Copy exactly the lines from the start of the data below through the one that carries "not be applied.", and only those.

Records from a dataset
┌────────

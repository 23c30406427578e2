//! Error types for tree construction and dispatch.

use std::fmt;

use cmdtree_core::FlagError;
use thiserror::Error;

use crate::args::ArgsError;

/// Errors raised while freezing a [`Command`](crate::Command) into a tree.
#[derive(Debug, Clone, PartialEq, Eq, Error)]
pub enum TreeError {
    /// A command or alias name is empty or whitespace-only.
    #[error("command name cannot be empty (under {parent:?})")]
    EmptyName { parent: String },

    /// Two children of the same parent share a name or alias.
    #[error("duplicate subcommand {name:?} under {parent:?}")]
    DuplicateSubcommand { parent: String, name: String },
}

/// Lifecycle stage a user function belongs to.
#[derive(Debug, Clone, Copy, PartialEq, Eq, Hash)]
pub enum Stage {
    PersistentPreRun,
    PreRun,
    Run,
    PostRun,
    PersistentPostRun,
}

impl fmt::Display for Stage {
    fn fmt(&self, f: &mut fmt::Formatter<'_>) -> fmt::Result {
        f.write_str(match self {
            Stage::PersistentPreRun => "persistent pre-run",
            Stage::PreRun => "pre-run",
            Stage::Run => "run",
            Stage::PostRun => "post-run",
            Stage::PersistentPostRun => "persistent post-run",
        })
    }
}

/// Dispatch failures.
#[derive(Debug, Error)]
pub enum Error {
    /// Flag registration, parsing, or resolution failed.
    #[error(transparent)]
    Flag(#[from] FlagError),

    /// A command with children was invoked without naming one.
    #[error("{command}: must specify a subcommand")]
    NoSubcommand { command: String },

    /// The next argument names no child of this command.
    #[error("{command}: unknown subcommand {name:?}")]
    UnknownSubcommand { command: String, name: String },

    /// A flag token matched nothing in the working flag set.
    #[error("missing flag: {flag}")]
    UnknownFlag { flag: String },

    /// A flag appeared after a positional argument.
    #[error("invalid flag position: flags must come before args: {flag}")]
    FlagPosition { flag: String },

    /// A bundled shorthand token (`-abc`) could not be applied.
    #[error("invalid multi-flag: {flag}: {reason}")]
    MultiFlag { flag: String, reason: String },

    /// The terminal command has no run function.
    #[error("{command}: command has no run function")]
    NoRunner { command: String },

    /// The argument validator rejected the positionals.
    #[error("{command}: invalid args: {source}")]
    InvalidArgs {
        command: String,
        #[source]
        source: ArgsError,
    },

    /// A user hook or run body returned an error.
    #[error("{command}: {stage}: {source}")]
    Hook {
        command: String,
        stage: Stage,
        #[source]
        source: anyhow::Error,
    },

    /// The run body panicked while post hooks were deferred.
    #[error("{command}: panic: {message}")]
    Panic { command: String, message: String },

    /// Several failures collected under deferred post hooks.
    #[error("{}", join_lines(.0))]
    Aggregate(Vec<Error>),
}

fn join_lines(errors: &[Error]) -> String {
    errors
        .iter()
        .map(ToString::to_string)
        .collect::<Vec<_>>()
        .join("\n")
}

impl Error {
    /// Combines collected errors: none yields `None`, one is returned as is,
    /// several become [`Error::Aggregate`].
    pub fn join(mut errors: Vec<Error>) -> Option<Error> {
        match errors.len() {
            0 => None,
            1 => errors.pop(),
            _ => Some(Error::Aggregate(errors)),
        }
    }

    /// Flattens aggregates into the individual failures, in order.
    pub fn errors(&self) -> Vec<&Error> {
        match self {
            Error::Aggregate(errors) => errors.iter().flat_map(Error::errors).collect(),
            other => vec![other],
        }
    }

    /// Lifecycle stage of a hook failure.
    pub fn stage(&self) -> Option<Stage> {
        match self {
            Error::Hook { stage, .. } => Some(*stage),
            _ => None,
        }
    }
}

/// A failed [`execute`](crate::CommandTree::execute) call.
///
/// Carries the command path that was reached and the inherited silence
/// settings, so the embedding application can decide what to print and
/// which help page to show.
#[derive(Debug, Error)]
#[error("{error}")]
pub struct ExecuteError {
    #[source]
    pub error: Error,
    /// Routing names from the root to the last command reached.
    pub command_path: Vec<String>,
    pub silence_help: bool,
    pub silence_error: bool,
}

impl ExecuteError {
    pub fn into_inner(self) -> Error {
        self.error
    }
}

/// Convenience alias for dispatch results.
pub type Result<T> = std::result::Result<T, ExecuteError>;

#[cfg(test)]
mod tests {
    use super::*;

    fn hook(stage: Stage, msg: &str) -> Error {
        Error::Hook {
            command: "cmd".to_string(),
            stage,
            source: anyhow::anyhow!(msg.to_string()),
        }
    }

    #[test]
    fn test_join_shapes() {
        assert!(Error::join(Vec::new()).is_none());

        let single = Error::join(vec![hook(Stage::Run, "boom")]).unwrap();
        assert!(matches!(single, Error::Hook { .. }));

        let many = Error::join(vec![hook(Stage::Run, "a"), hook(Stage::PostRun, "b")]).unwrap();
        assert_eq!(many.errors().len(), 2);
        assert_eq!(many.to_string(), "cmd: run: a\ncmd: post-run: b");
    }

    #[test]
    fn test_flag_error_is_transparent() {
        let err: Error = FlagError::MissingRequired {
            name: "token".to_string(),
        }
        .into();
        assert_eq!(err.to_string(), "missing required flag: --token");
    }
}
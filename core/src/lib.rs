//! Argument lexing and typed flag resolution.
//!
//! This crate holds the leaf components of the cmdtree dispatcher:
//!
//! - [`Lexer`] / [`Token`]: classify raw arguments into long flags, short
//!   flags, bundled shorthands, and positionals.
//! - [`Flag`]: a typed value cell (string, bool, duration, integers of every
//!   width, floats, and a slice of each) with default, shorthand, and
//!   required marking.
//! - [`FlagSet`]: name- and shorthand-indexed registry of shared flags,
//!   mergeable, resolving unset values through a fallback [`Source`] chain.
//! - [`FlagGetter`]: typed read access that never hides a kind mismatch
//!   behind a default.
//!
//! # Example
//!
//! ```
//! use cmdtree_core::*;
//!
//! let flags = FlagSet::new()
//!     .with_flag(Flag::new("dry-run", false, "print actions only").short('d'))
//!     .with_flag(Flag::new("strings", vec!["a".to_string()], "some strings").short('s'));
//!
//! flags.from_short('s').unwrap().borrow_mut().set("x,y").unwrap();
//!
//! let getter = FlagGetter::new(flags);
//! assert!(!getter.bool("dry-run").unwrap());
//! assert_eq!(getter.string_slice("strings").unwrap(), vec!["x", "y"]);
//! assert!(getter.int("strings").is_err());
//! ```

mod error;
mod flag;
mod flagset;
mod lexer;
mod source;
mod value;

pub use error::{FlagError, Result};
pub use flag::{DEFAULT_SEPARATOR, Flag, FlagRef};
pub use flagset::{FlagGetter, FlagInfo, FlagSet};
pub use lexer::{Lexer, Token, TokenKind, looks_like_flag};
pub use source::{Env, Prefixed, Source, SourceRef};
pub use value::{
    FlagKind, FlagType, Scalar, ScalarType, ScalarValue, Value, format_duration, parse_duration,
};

└────────

### Exercise response
repository 23c30406427578e2
//! Error types for tree construction and dispatch.

use std::fmt;

use cmdtree_core::FlagError;
use thiserror::Error;

use crate::args::ArgsError;

/// Errors raised while freezing a [`Command`](crate::Command) into a tree.
#[derive(Debug, Clone, PartialEq, Eq, Error)]
pub enum TreeError {
    /// A command or alias name is empty or whitespace-only.
    #[error("command name cannot be empty (under {parent:?})")]
    EmptyName { parent: String },

    /// Two children of the same parent share a name or alias.
    #[error("duplicate subcommand {name:?} under {parent:?}")]
    DuplicateSubcommand { parent: String, name: String },
}

/// Lifecycle stage a user function belongs to.
#[derive(Debug, Clone, Copy, PartialEq, Eq, Hash)]
pub enum Stage {
    PersistentPreRun,
    PreRun,
    Run,
    PostRun,
    PersistentPostRun,
}

impl fmt::Display for Stage {
    fn fmt(&self, f: &mut fmt::Formatter<'_>) -> fmt::Result {
        f.write_str(match self {
            Stage::PersistentPreRun => "persistent pre-run",
            Stage::PreRun => "pre-run",
            Stage::Run => "run",
            Stage::PostRun => "post-run",
            Stage::PersistentPostRun => "persistent post-run",
        })
    }
}

/// Dispatch failures.
#[derive(Debug, Error)]
pub enum Error {
    /// Flag registration, parsing, or resolution failed.
    #[error(transparent)]
    Flag(#[from] FlagError),

    /// A command with children was invoked without naming one.
    #[error("{command}: must specify a subcommand")]
    NoSubcommand { command: String },

    /// The next argument names no child of this command.
    #[error("{command}: unknown subcommand {name:?}")]
    UnknownSubcommand { command: String, name: String },

    /// A flag token matched nothing in the working flag set.
    #[error("missing flag: {flag}")]
    UnknownFlag { flag: String },

    /// A flag appeared after a positional argument.
    #[error("invalid flag position: flags must come before args: {flag}")]
    FlagPosition { flag: String },

    /// A bundled shorthand token (`-abc`) could not be applied.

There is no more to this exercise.